That’s Just Stupid

I have one of those desk calendars with sheets that you can tear off every day, and the one I bought this year is called “The 365 Stupidest Things Ever Said.” Some of them aren’t all that funny. (In fact, a couple of them have just caused me and Elizabeth to say, “What?!”) Anyway, there have been some gems that I’m going to share for your reading amusement.

Paris Hilton, when asked if she would like to go to Wal-Mart: “Do they sell walls there?” Paris, Paris, are you really that disconnected from the rest of the world?

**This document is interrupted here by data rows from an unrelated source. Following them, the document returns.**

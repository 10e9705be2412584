use std::sync::Arc;

use anyhow::Result;
use tracing::info;

use resume_api::config::{Config, ProviderConfig, Service};
use resume_api::llm_client::GeminiClient;
use resume_api::logging::DiagnosticLog;
use resume_api::routes::build_router;
use resume_api::server::run;
use resume_api::state::AppState;

#[tokio::main]
async fn main() -> Result<()> {
    // Load configuration first (fails on missing GEMINI_API_KEY)
    let config = Config::from_env(Service::ResumeParser)?;

    let log = DiagnosticLog::open(&config.log_file)?;
    log.install(&config)?;

    info!("Starting resume parser v{}", env!("CARGO_PKG_VERSION"));
    if let Some(url) = &config.frontend_url {
        info!("Frontend URL: {url}");
    }

    let gateway = match &config.provider {
        ProviderConfig::Gemini { api_key, model } => GeminiClient::new(api_key, model.as_str())?,
        other => anyhow::bail!(
            "Resume parser requires a Gemini provider, got {}",
            other.name()
        ),
    };
    info!("Gemini client initialized (model: {})", gateway.model());

    let app = build_router(AppState::new(Arc::new(gateway), config.clone()));
    run(&config, app, log).await
}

President Bush: “I want to thank my friend, Senator Bill Frist, for joining us today…He married a Texas girl, I want you to know. Karyn is with us. A West Texas girl, just like me.” Now, I’m certainly not a Bush hater, but good grief.

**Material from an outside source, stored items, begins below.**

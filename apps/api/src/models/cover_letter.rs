use serde::{Deserialize, Serialize};

use crate::models::resume::ResumeData;

/// Inbound body for `POST /cover-letter`. Both fields may be absent.
#[derive(Debug, Clone, Default, Serialize, Deserialize)]
#[serde(default)]
pub struct CoverLetterRequest {
    pub resume_data: Option<ResumeData>,
    pub job_description: Option<String>,
}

Major General Bui Quoc Huy, Ho Chi Minh City’s police commander: “If we sack officers for corruption, we will be seriously short of staff.” HA.

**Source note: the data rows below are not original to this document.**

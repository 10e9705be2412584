//! Plain-text rendering of a résumé for the cover letter prompt.
//! Missing fields and empty sections are skipped, never rendered as placeholders.

use std::fmt::Write as _;

use crate::models::{Certificate, Education, Experience, Project, ResumeData};

fn present(value: &Option<String>) -> Option<&str> {
    value.as_deref().map(str::trim).filter(|v| !v.is_empty())
}

fn non_empty<T>(items: &Option<Vec<T>>) -> Option<&[T]> {
    items.as_deref().filter(|items| !items.is_empty())
}

/// "Jan 2020 - Present", "2019 - 2021", or `None` when no date part is known.
fn date_range(
    start_month: &Option<String>,
    start_year: &Option<String>,
    end_month: &Option<String>,
    end_year: &Option<String>,
) -> Option<String> {
    let join = |month: &Option<String>, year: &Option<String>| {
        let parts: Vec<&str> = [present(month), present(year)].into_iter().flatten().collect();
        (!parts.is_empty()).then(|| parts.join(" "))
    };

    match (join(start_month, start_year), join(end_month, end_year)) {
        (Some(start), Some(end)) => Some(format!("{start} - {end}")),
        (Some(start), None) => Some(start),
        (None, Some(end)) => Some(format!("until {end}")),
        (None, None) => None,
    }
}

fn headline(parts: &[Option<&str>], separator: &str) -> Option<String> {
    let parts: Vec<&str> = parts.iter().flatten().copied().collect();
    (!parts.is_empty()).then(|| parts.join(separator))
}

pub fn render_resume(resume: &ResumeData) -> String {
    let mut out = String::new();

    if let Some(info) = &resume.personal_info {
        for (label, value) in [
            ("Name", &info.name),
            ("Email", &info.email),
            ("Phone", &info.phone),
            ("LinkedIn", &info.linkedin),
            ("GitHub", &info.github),
            ("Website", &info.website),
        ] {
            if let Some(value) = present(value) {
                let _ = writeln!(out, "{label}: {value}");
            }
        }
    }

    if let Some(summary) = present(&resume.summary) {
        let _ = writeln!(out, "\nSummary:\n{summary}");
    }

    if let Some(skills) = non_empty(&resume.skills) {
        let skills: Vec<&str> = skills
            .iter()
            .map(|s| s.trim())
            .filter(|s| !s.is_empty())
            .collect();
        if !skills.is_empty() {
            let _ = writeln!(out, "\nSkills: {}", skills.join(", "));
        }
    }

    if let Some(experience) = non_empty(&resume.experience) {
        out.push_str("\nExperience:\n");
        experience.iter().for_each(|e| render_experience(&mut out, e));
    }

    if let Some(projects) = non_empty(&resume.projects) {
        out.push_str("\nProjects:\n");
        projects.iter().for_each(|p| render_project(&mut out, p));
    }

    if let Some(education) = non_empty(&resume.education) {
        out.push_str("\nEducation:\n");
        education.iter().for_each(|e| render_education(&mut out, e));
    }

    if let Some(certificates) = non_empty(&resume.certificates) {
        out.push_str("\nCertificates:\n");
        certificates
            .iter()
            .for_each(|c| render_certificate(&mut out, c));
    }

    out.trim().to_string()
}

fn render_experience(out: &mut String, e: &Experience) {
    let title = headline(&[present(&e.role), present(&e.company)], " at ");
    let dates = date_range(&e.start_month, &e.start_year, &e.end_month, &e.end_year);
    match (title, dates) {
        (Some(title), Some(dates)) => {
            let _ = writeln!(out, "- {title} ({dates})");
        }
        (Some(title), None) => {
            let _ = writeln!(out, "- {title}");
        }
        (None, Some(dates)) => {
            let _ = writeln!(out, "- ({dates})");
        }
        (None, None) => {}
    }
    for detail in e.details.iter().flatten() {
        let detail = detail.trim();
        if !detail.is_empty() {
            let _ = writeln!(out, "  * {detail}");
        }
    }
}

fn render_project(out: &mut String, p: &Project) {
    if let Some(line) = headline(&[present(&p.name), present(&p.description)], ": ") {
        let _ = writeln!(out, "- {line}");
    }
    if let Some(tech) = non_empty(&p.tech) {
        let _ = writeln!(out, "  Tech: {}", tech.join(", "));
    }
    if let Some(link) = present(&p.link) {
        let _ = writeln!(out, "  Link: {link}");
    }
}

fn render_education(out: &mut String, e: &Education) {
    let title = headline(&[present(&e.degree), present(&e.school)], ", ");
    let dates = date_range(&e.start_month, &e.start_year, &e.end_month, &e.end_year);
    if let Some(line) = headline(&[title.as_deref(), dates.as_deref()], " | ") {
        let _ = writeln!(out, "- {line}");
    }
}

fn render_certificate(out: &mut String, c: &Certificate) {
    let issuer = present(&c.issuer).map(|i| format!("issued by {i}"));
    let valid = present(&c.valid_till).map(|v| format!("valid till {v}"));
    if let Some(line) = headline(
        &[present(&c.name), issuer.as_deref(), valid.as_deref()],
        ", ",
    ) {
        let _ = writeln!(out, "- {line}");
    }
    if let Some(description) = present(&c.description) {
        let _ = writeln!(out, "  {description}");
    }
}

#[cfg(test)]
mod tests {
    use super::*;
    use crate::models::PersonalInfo;

    fn s(v: &str) -> Option<String> {
        Some(v.to_string())
    }

    #[test]
    fn test_empty_resume_renders_empty() {
        assert_eq!(render_resume(&ResumeData::default()), "");
    }

    #[test]
    fn test_name_only() {
        let resume = ResumeData {
            personal_info: Some(PersonalInfo {
                name: s("Ada Lovelace"),
                ..PersonalInfo::default()
            }),
            ..ResumeData::default()
        };
        assert_eq!(render_resume(&resume), "Name: Ada Lovelace");
    }

    #[test]
    fn test_blank_strings_are_skipped() {
        let resume = ResumeData {
            summary: s("   "),
            skills: Some(vec!["".to_string(), " ".to_string()]),
            experience: Some(vec![Experience::default()]),
            ..ResumeData::default()
        }
        .into_schema();
        let text = render_resume(&resume);
        assert!(!text.contains("Summary"));
        assert!(!text.contains("Skills"));
        assert!(!text.contains("- \n"));
    }

    #[test]
    fn test_full_resume_sections_in_order() {
        let resume = ResumeData {
            personal_info: Some(PersonalInfo {
                name: s("Grace Hopper"),
                email: s("grace@navy.mil"),
                ..PersonalInfo::default()
            }),
            summary: s("Compiler pioneer."),
            skills: Some(vec!["COBOL".to_string(), "Leadership".to_string()]),
            experience: Some(vec![Experience {
                role: s("Rear Admiral"),
                company: s("US Navy"),
                start_month: s("Jan"),
                start_year: s("1967"),
                end_year: s("1986"),
                details: Some(vec!["Standardised COBOL across the fleet".to_string()]),
                ..Experience::default()
            }]),
            projects: Some(vec![Project {
                name: s("A-0"),
                description: s("First compiler"),
                tech: Some(vec!["UNIVAC I".to_string()]),
                link: None,
            }]),
            education: Some(vec![Education {
                degree: s("PhD Mathematics"),
                school: s("Yale"),
                end_year: s("1934"),
                ..Education::default()
            }]),
            certificates: Some(vec![Certificate {
                name: s("Distinguished Service Medal"),
                issuer: s("DoD"),
                ..Certificate::default()
            }]),
        };

        let text = render_resume(&resume);
        let expected = [
            "Name: Grace Hopper",
            "Email: grace@navy.mil",
            "Summary:\nCompiler pioneer.",
            "Skills: COBOL, Leadership",
            "- Rear Admiral at US Navy (Jan 1967 - 1986)",
            "  * Standardised COBOL across the fleet",
            "- A-0: First compiler",
            "  Tech: UNIVAC I",
            "- PhD Mathematics, Yale | until 1934",
            "- Distinguished Service Medal, issued by DoD",
        ];
        let mut last = 0;
        for fragment in expected {
            let at = text[last..]
                .find(fragment)
                .unwrap_or_else(|| panic!("{fragment:?} missing or out of order in:\n{text}"));
            last += at + fragment.len();
        }
    }

    #[test]
    fn test_date_range_variants() {
        assert_eq!(
            date_range(&s("Jun"), &s("2021"), &None, &s("Present")).as_deref(),
            Some("Jun 2021 - Present")
        );
        assert_eq!(
            date_range(&None, &s("2019"), &None, &None).as_deref(),
            Some("2019")
        );
        assert_eq!(date_range(&None, &None, &None, &None), None);
    }
}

Headline in Ohio newspaper: “Local Woman Dog Show Winner” Oh snap!

I’ve been trying to think of stupid things that I have said because I know there are lots (my parents often have wondered how someone so smart can be so dumb at times), but I can’t remember any. I do remember this time when I was in fourth grade or something and we were eating dinner. My brother refused to eat his pork chops, so my mom told him he had to stay at the dinner table until he did. Of course, I, loving that he was in trouble, taunted him and then said, “I bet you my allowance that you won’t eat those pork chops.” (My allowance at the time was $4, corresponding to the grade I was in.) Of course my brother–money-hungry even then–was like, “Okay,” and preceded to eat every last bite. Definitely not my smartest moment. We still laugh at that today.

What is something stupid you’ve said or done?